Start of Provided records
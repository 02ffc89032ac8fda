//! On-disk journal document.

use std::fs::{self, File};
use std::io::Write;
use std::path::{Path, PathBuf};

use tracing::warn;

use benchvault_core::BackupJournal;

use super::JournalError;

/// The journal file at a fixed path.
#[derive(Debug, Clone)]
pub struct JournalFile {
    path: PathBuf,
}

impl JournalFile {
    pub fn new(path: impl Into<PathBuf>) -> Self {
        Self { path: path.into() }
    }

    pub fn path(&self) -> &Path {
        &self.path
    }

    /// Read the document.
    ///
    /// A missing file is an empty journal. An unreadable or corrupt file is
    /// also treated as empty, with a warning. A corrupt file is first moved
    /// aside to `<name>.corrupt` so the next persist cannot destroy it.
    pub async fn load(&self) -> BackupJournal {
        let bytes = match tokio::fs::read(&self.path).await {
            Ok(bytes) => bytes,
            Err(e) if e.kind() == std::io::ErrorKind::NotFound => return BackupJournal::default(),
            Err(e) => {
                warn!(path = %self.path.display(), error = %e, "journal unreadable; treating as empty");
                return BackupJournal::default();
            }
        };

        match serde_json::from_slice(&bytes) {
            Ok(journal) => journal,
            Err(e) => {
                let quarantine = self.quarantine_path();
                match tokio::fs::rename(&self.path, &quarantine).await {
                    Ok(()) => warn!(
                        path = %self.path.display(),
                        moved_to = %quarantine.display(),
                        error = %e,
                        "journal corrupt; moved aside and treating as empty"
                    ),
                    Err(rename) => warn!(
                        path = %self.path.display(),
                        error = %e,
                        rename_error = %rename,
                        "journal corrupt and could not be moved aside; treating as empty"
                    ),
                }
                BackupJournal::default()
            }
        }
    }

    /// Where a journal that fails to parse is kept.
    pub fn quarantine_path(&self) -> PathBuf {
        let mut path = self.path.as_os_str().to_owned();
        path.push(".corrupt");
        PathBuf::from(path)
    }

    /// Replace the document atomically: write a temp file, fsync, rename.
    pub async fn persist(&self, journal: &BackupJournal) -> Result<(), JournalError> {
        let bytes = serde_json::to_vec_pretty(journal)?;
        let path = self.path.clone();
        tokio::task::spawn_blocking(move || write_replace(&path, &bytes))
            .await
            .map_err(|e| JournalError::Io(std::io::Error::other(e)))??;
        Ok(())
    }
}

fn write_replace(path: &Path, bytes: &[u8]) -> Result<(), JournalError> {
    let dir = path.parent().filter(|p| !p.as_os_str().is_empty());
    if let Some(dir) = dir {
        fs::create_dir_all(dir)?;
    }

    let mut temp = path.as_os_str().to_owned();
    temp.push(".tmp");
    let temp = PathBuf::from(temp);

    {
        let mut file = File::create(&temp)?;
        file.write_all(bytes)?;
        file.sync_all()?;
    }
    fs::rename(&temp, path)?;

    if let Some(dir) = dir {
        sync_dir(dir)?;
    }
    Ok(())
}

// Make the rename durable.
#[cfg(unix)]
fn sync_dir(dir: &Path) -> std::io::Result<()> {
    File::open(dir)?.sync_all()
}

#[cfg(not(unix))]
fn sync_dir(_dir: &Path) -> std::io::Result<()> {
    Ok(())
}

#[cfg(test)]
mod tests {
    use std::path::PathBuf;

    use benchvault_core::{format_size_mb, BackupId, BackupKind, BackupRecord};
    use chrono::Utc;

    use super::*;

    fn record(name: &str) -> BackupRecord {
        BackupRecord {
            id: BackupId::new(),
            name: name.to_string(),
            description: None,
            filename: format!("{name}.sql"),
            filepath: PathBuf::from(format!("/tmp/{name}.sql")),
            size: 42,
            size_mb: format_size_mb(42),
            compressed: false,
            database: "FZ".to_string(),
            created_at: Utc::now(),
            created_by: None,
            kind: BackupKind::Full,
        }
    }

    #[tokio::test]
    async fn missing_file_loads_empty() {
        let dir = tempfile::tempdir().unwrap();
        let file = JournalFile::new(dir.path().join("backups_metadata.json"));
        assert_eq!(file.load().await, BackupJournal::default());
    }

    #[tokio::test]
    async fn corrupt_file_loads_empty() {
        let dir = tempfile::tempdir().unwrap();
        let path = dir.path().join("backups_metadata.json");
        std::fs::write(&path, "{ not json").unwrap();
        assert!(JournalFile::new(&path).load().await.backups.is_empty());
    }

    #[tokio::test]
    async fn corrupt_file_survives_next_persist() {
        let dir = tempfile::tempdir().unwrap();
        let path = dir.path().join("backups_metadata.json");
        let bad = r#"{ "backups": [ { "id": 1, "createdBy": 7 } ], "restorations": [] }"#;
        std::fs::write(&path, bad).unwrap();

        let file = JournalFile::new(&path);
        assert!(file.load().await.backups.is_empty());
        file.persist(&BackupJournal {
            backups: vec![record("fresh")],
            restorations: Vec::new(),
        })
        .await
        .unwrap();

        let quarantine = dir.path().join("backups_metadata.json.corrupt");
        assert_eq!(file.quarantine_path(), quarantine);
        assert_eq!(std::fs::read_to_string(&quarantine).unwrap(), bad);
        assert_eq!(file.load().await.backups.len(), 1);
    }

    #[tokio::test]
    async fn persist_then_load() {
        let dir = tempfile::tempdir().unwrap();
        let file = JournalFile::new(dir.path().join("nested").join("backups_metadata.json"));

        let journal = BackupJournal {
            backups: vec![record("a"), record("b")],
            restorations: Vec::new(),
        };
        file.persist(&journal).await.unwrap();

        assert_eq!(file.load().await, journal);
        assert!(!dir.path().join("nested").join("backups_metadata.json.tmp").exists());

        let raw = std::fs::read_to_string(file.path()).unwrap();
        assert!(raw.contains("\"backups\""));
        assert!(raw.contains("\"restorations\""));
        assert!(raw.contains("\"sizeMB\""));
    }
}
End of Provided records
What you have to do
Where the string "await" shows up in the listing above, copy the line that holds it.

Result for this exercise
        let bytes = match tokio::fs::read(&self.path).await {
                match tokio::fs::rename(&self.path, &quarantine).await {
            .await
        assert_eq!(file.load().await, BackupJournal::default());
        assert!(JournalFile::new(&path).load().await.backups.is_empty());
        assert!(file.load().await.backups.is_empty());
        .await
        assert_eq!(file.load().await.backups.len(), 1);
        file.persist(&journal).await.unwrap();
        assert_eq!(file.load().await, journal);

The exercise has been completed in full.